Questions collectors ask

Why is the 2014 Baseball Hall of Fame dollar curved?

Congress wrote the curve into law. The National Baseball Hall of Fame Commemorative Coin Act (2012) required the coins to be domed so the reverse would resemble an actual baseball. The U.S. Mint had never struck a curved coin before — it modeled the technique on a 2009 curved coin from the French Mint.

Was this really the first curved U.S. coin?

Yes. Every U.S. coin before 2014 was flat. The Baseball Hall of Fame set — the $5 gold, this $1 silver dollar, and the half dollar — were the first curved coins the U.S. Mint ever produced, each with a concave (dished) front and a convex (domed) back.

Who designed it?

The glove on the obverse was designed by Cassie McFarland, a graphic artist who won a public design competition; she modeled it on her family's worn glove and later donated that glove to the Hall of Fame. The baseball on the reverse was sculpted by U.S. Mint engraver Don Everhart.

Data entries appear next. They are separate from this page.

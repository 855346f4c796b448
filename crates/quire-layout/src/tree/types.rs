//! Core types for the split tree: SplitDirection and SplitNode.

use quire_common::LayoutPaneId;
use serde::{Deserialize, Serialize};

/// Smallest share either side of a split may take, in percent.
pub const MIN_SPLIT_PERCENTAGE: f64 = 10.0;
/// Largest share the first child of a split may take, in percent.
pub const MAX_SPLIT_PERCENTAGE: f64 = 90.0;
pub const DEFAULT_SPLIT_PERCENTAGE: f64 = 50.0;

#[derive(Debug, Clone, Copy, PartialEq, Eq, Serialize, Deserialize)]
#[serde(rename_all = "lowercase")]
pub enum SplitDirection {
    /// Children side by side.
    Row,
    /// Children stacked top to bottom.
    Column,
}

impl SplitDirection {
    pub fn perpendicular(self) -> Self {
        match self {
            SplitDirection::Row => SplitDirection::Column,
            SplitDirection::Column => SplitDirection::Row,
        }
    }
}

/// One node of the docked layout.
///
/// Serialized leaves are bare pane names (`"outline"`); splits are objects
/// with `direction`, `first`, `second` and `splitPercentage`.
#[derive(Debug, Clone, PartialEq, Serialize, Deserialize)]
#[serde(untagged)]
pub enum SplitNode {
    Leaf(LayoutPaneId),
    #[serde(rename_all = "camelCase")]
    Split {
        direction: SplitDirection,
        /// Share of the first child, in percent.
        #[serde(default = "default_split_percentage")]
        split_percentage: f64,
        first: Box<SplitNode>,
        second: Box<SplitNode>,
    },
}

fn default_split_percentage() -> f64 {
    DEFAULT_SPLIT_PERCENTAGE
}

impl SplitNode {
    pub fn leaf(pane: LayoutPaneId) -> Self {
        SplitNode::Leaf(pane)
    }

    pub fn split(
        direction: SplitDirection,
        split_percentage: f64,
        first: SplitNode,
        second: SplitNode,
    ) -> Self {
        SplitNode::Split {
            direction,
            split_percentage: split_percentage.clamp(MIN_SPLIT_PERCENTAGE, MAX_SPLIT_PERCENTAGE),
            first: Box::new(first),
            second: Box::new(second),
        }
    }

    pub fn row(first: SplitNode, second: SplitNode) -> Self {
        Self::split(SplitDirection::Row, DEFAULT_SPLIT_PERCENTAGE, first, second)
    }

    pub fn column(first: SplitNode, second: SplitNode) -> Self {
        Self::split(SplitDirection::Column, DEFAULT_SPLIT_PERCENTAGE, first, second)
    }

    pub fn pane_count(&self) -> usize {
        match self {
            SplitNode::Leaf(_) => 1,
            SplitNode::Split { first, second, .. } => first.pane_count() + second.pane_count(),
        }
    }

    pub fn contains_pane(&self, id: LayoutPaneId) -> bool {
        match self {
            SplitNode::Leaf(pane) => *pane == id,
            SplitNode::Split { first, second, .. } => {
                first.contains_pane(id) || second.contains_pane(id)
            }
        }
    }

    /// Collect all pane ids in left-to-right (depth-first) order.
    pub fn collect_pane_ids(&self) -> Vec<LayoutPaneId> {
        let mut ids = Vec::new();
        self.collect_ids_into(&mut ids);
        ids
    }

    fn collect_ids_into(&self, out: &mut Vec<LayoutPaneId>) {
        match self {
            SplitNode::Leaf(pane) => out.push(*pane),
            SplitNode::Split { first, second, .. } => {
                first.collect_ids_into(out);
                second.collect_ids_into(out);
            }
        }
    }

    /// Render the tree as an indented outline, one node per line.
    pub fn describe(&self) -> String {
        let mut out = String::new();
        self.describe_into(&mut out, 0);
        out
    }

    fn describe_into(&self, out: &mut String, depth: usize) {
        let indent = "  ".repeat(depth);
        match self {
            SplitNode::Leaf(pane) => {
                out.push_str(&format!("{indent}{pane}\n"));
            }
            SplitNode::Split {
                direction,
                split_percentage,
                first,
                second,
            } => {
                let kind = match direction {
                    SplitDirection::Row => "row",
                    SplitDirection::Column => "column",
                };
                out.push_str(&format!("{indent}{kind} ({split_percentage:.0}%)\n"));
                first.describe_into(out, depth + 1);
                second.describe_into(out, depth + 1);
            }
        }
    }
}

How many were made, and did it sell out?

The law authorized 400,000 silver dollars in total. The program sold out — reported sales were roughly 268,000 proofs and about 131,900 uncirculated coins. A $10 surcharge from each dollar went to the National Baseball Hall of Fame.

What is the coin made of?

90% silver and 10% copper, 26.73 grams, 38.1 mm across — a traditional silver-dollar alloy and size, just dished into a dome.